A review by Irmtrud Wojak

"THE STATE AGAINST FRITZ BAUER" OR "THE JEW IS GAY!"

After “Fritz Bauer or Auschwitz on trial”, now: “The Jew is gay!” This is not surprising after the Fritz Bauer Institute guest researcher Ronen Steinke came out last year with his revelatory story about the alleged blank spots in the biography of the important jurist. (Steinke 2013) In 2014, the institute, named after Bauer, organised an exhibition entitled “Fritz Bauer. The Public Prosecutor” (Backhaus/Boll/Gross 2014).

But let’s start at the beginning. The plot of the film is spectacular and politically explosive. “Der Staat gegen Fritz Bauer” is about the fact that in post-war, or rather Adenauer-era Germany, no one was interested in prosecuting Nazi crimes except those affected themselves – that’s plot line no. 1. And it’s about the fact that the main character in the film is supposed to embody everything that the Nazis’ hatred and will to exterminate was focused on. Bauer was a Social Democrat and was persecuted as a political opponent; he came from a Jewish family and was persecuted because of the Nazi racial laws; he was a political refugee whom the Danish immigration police, who collaborated with the Nazis, tried unsuccessfully to accuse of homosexuality. Extradition to the Nazi regime would have meant Bauer’s death sentence. From this, the film develops plot no. 2.”

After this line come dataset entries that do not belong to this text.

//! Market data records and series overviews.
use chrono::{DateTime, NaiveDateTime};
use chrono_tz::Tz;

use crate::constant::{Exchange, Interval};

/// Gateway name stamped on records loaded back from the database.
pub const DB_GATEWAY: &str = "DB";

/// One OHLCV candle.
#[derive(Debug, Clone, PartialEq)]
pub struct BarData {
    pub symbol: String,
    pub exchange: Exchange,
    pub datetime: DateTime<Tz>,
    pub interval: Interval,
    pub volume: f64,
    pub turnover: f64,
    pub open_interest: f64,
    pub open_price: f64,
    pub high_price: f64,
    pub low_price: f64,
    pub close_price: f64,
    pub gateway_name: String,
}

impl BarData {
    /// `symbol.EXCHANGE`, the identifier used across vn.py.
    pub fn vt_symbol(&self) -> String {
        format!("{}.{}", self.symbol, self.exchange)
    }
}

/// One order-book snapshot with five price levels.
#[derive(Debug, Clone, PartialEq)]
pub struct TickData {
    pub symbol: String,
    pub exchange: Exchange,
    pub datetime: DateTime<Tz>,
    pub name: String,
    pub volume: f64,
    pub turnover: f64,
    pub open_interest: f64,
    pub last_price: f64,
    pub last_volume: f64,
    pub limit_up: f64,
    pub limit_down: f64,
    pub open_price: f64,
    pub high_price: f64,
    pub low_price: f64,
    pub pre_close: f64,
    pub bid_price_1: f64,
    pub bid_price_2: f64,
    pub bid_price_3: f64,
    pub bid_price_4: f64,
    pub bid_price_5: f64,
    pub ask_price_1: f64,
    pub ask_price_2: f64,
    pub ask_price_3: f64,
    pub ask_price_4: f64,
    pub ask_price_5: f64,
    pub bid_volume_1: f64,
    pub bid_volume_2: f64,
    pub bid_volume_3: f64,
    pub bid_volume_4: f64,
    pub bid_volume_5: f64,
    pub ask_volume_1: f64,
    pub ask_volume_2: f64,
    pub ask_volume_3: f64,
    pub ask_volume_4: f64,
    pub ask_volume_5: f64,
    /// Wall-clock time the tick was received, as reported by the gateway.
    pub localtime: Option<NaiveDateTime>,
    pub gateway_name: String,
}

impl TickData {
    /// `symbol.EXCHANGE`, the identifier used across vn.py.
    pub fn vt_symbol(&self) -> String {
        format!("{}.{}", self.symbol, self.exchange)
    }
}

/// What is stored for one series: its identity, time span and row count.
///
/// Bar overviews carry an interval; tick overviews never do.
#[derive(Debug, Clone, PartialEq, Eq)]
pub struct SeriesOverview {
    pub symbol: String,
    pub exchange: Exchange,
    pub interval: Option<Interval>,
    /// First stored timestamp, in the database timezone.
    pub start: DateTime<Tz>,
    /// Last stored timestamp, in the database timezone.
    pub end: DateTime<Tz>,
    pub count: u64,
}

/// Overview of a bar series.
pub type BarOverview = SeriesOverview;
/// Overview of a tick series.
pub type TickOverview = SeriesOverview;
use std::path::Path;

use crate::storage::StorageLocation;

/// Table root location with table-scoped semantics.
///
/// This wraps [`StorageLocation`] and is used wherever the location must be
/// treated as the root of one versioned table (log layout, segment paths).
#[derive(Debug, Clone, PartialEq, Eq)]
pub struct TableLocation(StorageLocation);

impl From<TableLocation> for StorageLocation {
    fn from(t: TableLocation) -> Self {
        t.0
    }
}

impl From<StorageLocation> for TableLocation {
    fn from(location: StorageLocation) -> Self {
        TableLocation(location)
    }
}

impl AsRef<StorageLocation> for TableLocation {
    fn as_ref(&self) -> &StorageLocation {
        &self.0
    }
}

impl TableLocation {
    /// Creates a new `TableLocation` for a local filesystem path.
    pub fn local(root: impl Into<std::path::PathBuf>) -> Self {
        TableLocation(StorageLocation::local(root))
    }

    /// Return the underlying `StorageLocation`.
    pub fn storage(&self) -> &StorageLocation {
        &self.0
    }

    /// Absolute path of the table root directory.
    pub fn root(&self) -> &Path {
        self.0.root()
    }
}
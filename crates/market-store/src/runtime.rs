//! Tokio runtime helpers for driving the async stores from blocking code.
use std::future::Future;

use snafu::prelude::*;
use tokio::runtime::{Builder, Handle, Runtime};

use crate::error::{BlockingInRuntimeSnafu, RuntimeSnafu, StoreResult};

pub(crate) fn new_runtime() -> StoreResult<Runtime> {
    Builder::new_multi_thread()
        .thread_name("market-store")
        .enable_all()
        .build()
        .context(RuntimeSnafu)
}

/// Run `fut` to completion on `rt`, blocking the calling thread.
///
/// Fails instead of panicking when called from inside a Tokio runtime.
pub(crate) fn run_blocking<T, F>(rt: &Runtime, fut: F) -> StoreResult<T>
where
    F: Future<Output = StoreResult<T>>,
{
    ensure!(Handle::try_current().is_err(), BlockingInRuntimeSnafu);
    rt.block_on(fut)
}

#[cfg(test)]
mod tests {
    use super::*;
    use crate::error::StoreError;

    #[test]
    fn run_blocking_works() -> Result<(), StoreError> {
        let rt = new_runtime()?;
        let v = run_blocking(&rt, async { Ok(123) })?;
        assert_eq!(v, 123);
        Ok(())
    }

    #[test]
    fn nested_use_is_an_error() -> Result<(), StoreError> {
        let rt = new_runtime()?;
        let inner = new_runtime()?;
        let res = rt.block_on(async { run_blocking(&inner, async { Ok(1) }) });
        assert!(matches!(res, Err(StoreError::BlockingInRuntime)));
        // Dropping a runtime inside another one panics, so leave it here.
        drop(inner);
        Ok(())
    }
}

The social democrat - a "traitor to the country"

Let’s start with Plot 1, which begins with the slightly chubby-looking Attorney General Dr Bauer lying naked in his bathtub. He has just almost slipped under the water when the camera pans to the roll of pills and almost empty wine glass. The message is that the Attorney General has taken a cocktail of alcohol and pills. He is rescued at the last second and pulled out of the water, but the rumours can no longer be stopped. The “general” has ingested an “unfortunate mixture”, one might think he wanted to kill himself or was overwhelmed, a “kind of suicide attempt”, as it says right at the beginning of the film. Of course, the protagonist himself doesn’t want to talk about it. Bauer grumpily explains to his worried employer and Minister President Georg August Zinn that he hasn’t been able to sleep “without chemicals” for a long time, but he has a pistol and if he wants to kill himself, then there will certainly be no more rumours.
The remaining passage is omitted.